Saturday, August 13, 2011

Last Ride

Should have started east but went north, life had been sliding south...Eyes are letting me down, I can see but just have no trust in my vision..of anything around me..I decide riding a night is best, nobody can see my pain...
As I roll into Reno the morning sun begins to break..the thrill of the road soften the pain...Loss and lost my mind searches...why...on to Yreka maybe the answer lays between here and there...The road has never let me down...
Yreka has been good to me,for me in the past yet today it's just anothet spot on the map..a bed and a meal..On to Aberdeen..
Memories going on 30 years,,yes it has changed..I've changed..I feel loss..Those I have lost...those I need, those I turn my back on and those who waited..Why today in a place so remembered yet changed do these feeling tug at me so hard..I need the road..Boise
Chill as I roll in, with nothing in my mind to lose I chased my demons here..Pain was camped in my room..I need to keep running, escape..ride..Tulsa..

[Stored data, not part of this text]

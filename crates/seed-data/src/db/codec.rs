//! Mapping between ledger records and DynamoDB attribute maps.
//!
//! This is the only place that knows about `AttributeValue`. Optional
//! attributes are left out of the item entirely rather than written as NULL,
//! so sparse indexes such as `GSI4-Supersedes` only see decisions that
//! actually supersede something.

use std::collections::HashMap;

use aws_sdk_dynamodb::types::AttributeValue;
use ledger::schema::*;
use ledger::{
    Decision, LedgerError, Participant, Project, ProjectMember, format_timestamp,
    parse_timestamp,
};
use serde_json::{Value, json};
use thiserror::Error;
use time::OffsetDateTime;
use uuid::Uuid;

/// A DynamoDB item as sent to `PutItem`.
pub type Item = HashMap<String, AttributeValue>;

#[derive(Debug, Error)]
pub enum CodecError {
    #[error("Missing attribute: {0}")]
    Missing(&'static str),

    #[error("Attribute {0} has the wrong type")]
    WrongType(&'static str),

    #[error("Attribute {attribute} is invalid: {source}")]
    Invalid {
        attribute: &'static str,
        #[source]
        source: LedgerError,
    },

    #[error("Attribute {0} is not a valid UUID")]
    InvalidId(&'static str),

    #[error("Expected entity type {expected}, found {found}")]
    EntityType {
        expected: &'static str,
        found: String,
    },

    #[error("Key {0} does not match the record it holds")]
    KeyMismatch(&'static str),

    #[error("Status index {found} does not match {expected}")]
    StaleStatusIndex { expected: String, found: String },
}

/// Encodes a record as a complete table item, keys included.
pub trait ToItem {
    fn to_item(&self) -> Item;
}

/// Decodes a record from a table item.
pub trait FromItem: Sized {
    fn from_item(item: &Item) -> Result<Self, CodecError>;
}

fn string(value: impl Into<String>) -> AttributeValue {
    AttributeValue::S(value.into())
}

fn timestamp(at: OffsetDateTime) -> AttributeValue {
    AttributeValue::S(format_timestamp(at))
}

fn string_list(values: &[String]) -> AttributeValue {
    AttributeValue::L(values.iter().map(|v| string(v.as_str())).collect())
}

fn keyed(pk: String, sk: String, entity_type: EntityType) -> Item {
    HashMap::from([
        (ATTR_PK.to_string(), string(pk)),
        (ATTR_SK.to_string(), string(sk)),
        (ATTR_ENTITY_TYPE.to_string(), string(entity_type.as_str())),
    ])
}

fn get_s<'a>(item: &'a Item, name: &'static str) -> Result<&'a str, CodecError> {
    item.get(name)
        .ok_or(CodecError::Missing(name))?
        .as_s()
        .map(String::as_str)
        .map_err(|_| CodecError::WrongType(name))
}

fn get_opt_s<'a>(item: &'a Item, name: &'static str) -> Result<Option<&'a str>, CodecError> {
    match item.get(name) {
        None | Some(AttributeValue::Null(_)) => Ok(None),
        Some(value) => value
            .as_s()
            .map(|s| Some(s.as_str()))
            .map_err(|_| CodecError::WrongType(name)),
    }
}

fn get_bool(item: &Item, name: &'static str) -> Result<bool, CodecError> {
    item.get(name)
        .ok_or(CodecError::Missing(name))?
        .as_bool()
        .copied()
        .map_err(|_| CodecError::WrongType(name))
}

fn get_list<'a>(item: &'a Item, name: &'static str) -> Result<&'a [AttributeValue], CodecError> {
    item.get(name)
        .ok_or(CodecError::Missing(name))?
        .as_l()
        .map(Vec::as_slice)
        .map_err(|_| CodecError::WrongType(name))
}

fn get_string_list(item: &Item, name: &'static str) -> Result<Vec<String>, CodecError> {
    get_list(item, name)?
        .iter()
        .map(|v| v.as_s().cloned().map_err(|_| CodecError::WrongType(name)))
        .collect()
}

fn get_uuid(item: &Item, name: &'static str) -> Result<Uuid, CodecError> {
    Uuid::parse_str(get_s(item, name)?).map_err(|_| CodecError::InvalidId(name))
}

fn get_timestamp(item: &Item, name: &'static str) -> Result<OffsetDateTime, CodecError> {
    parse_timestamp(get_s(item, name)?).map_err(|source| CodecError::Invalid {
        attribute: name,
        source,
    })
}

fn get_parsed<T>(item: &Item, name: &'static str) -> Result<T, CodecError>
where
    T: std::str::FromStr<Err = LedgerError>,
{
    get_s(item, name)?
        .parse()
        .map_err(|source| CodecError::Invalid {
            attribute: name,
            source,
        })
}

Sometime in the dead of night I awaken going 90, lightning flashes behind me...I let my life slip between my fingers, unfocused and uncaring until it was gone..I need it back..To JC I ride..
In big parking loy filled with cages I sit..I see..I ache for all things past..I feel pain,,I see pain...I run..I ride...I think..How did I do this...why can't the wind right me..The road sooth me as it had in the past...Reach out..break out...if all things meant to be are true you will know..I rode through the night with a plan..a dream...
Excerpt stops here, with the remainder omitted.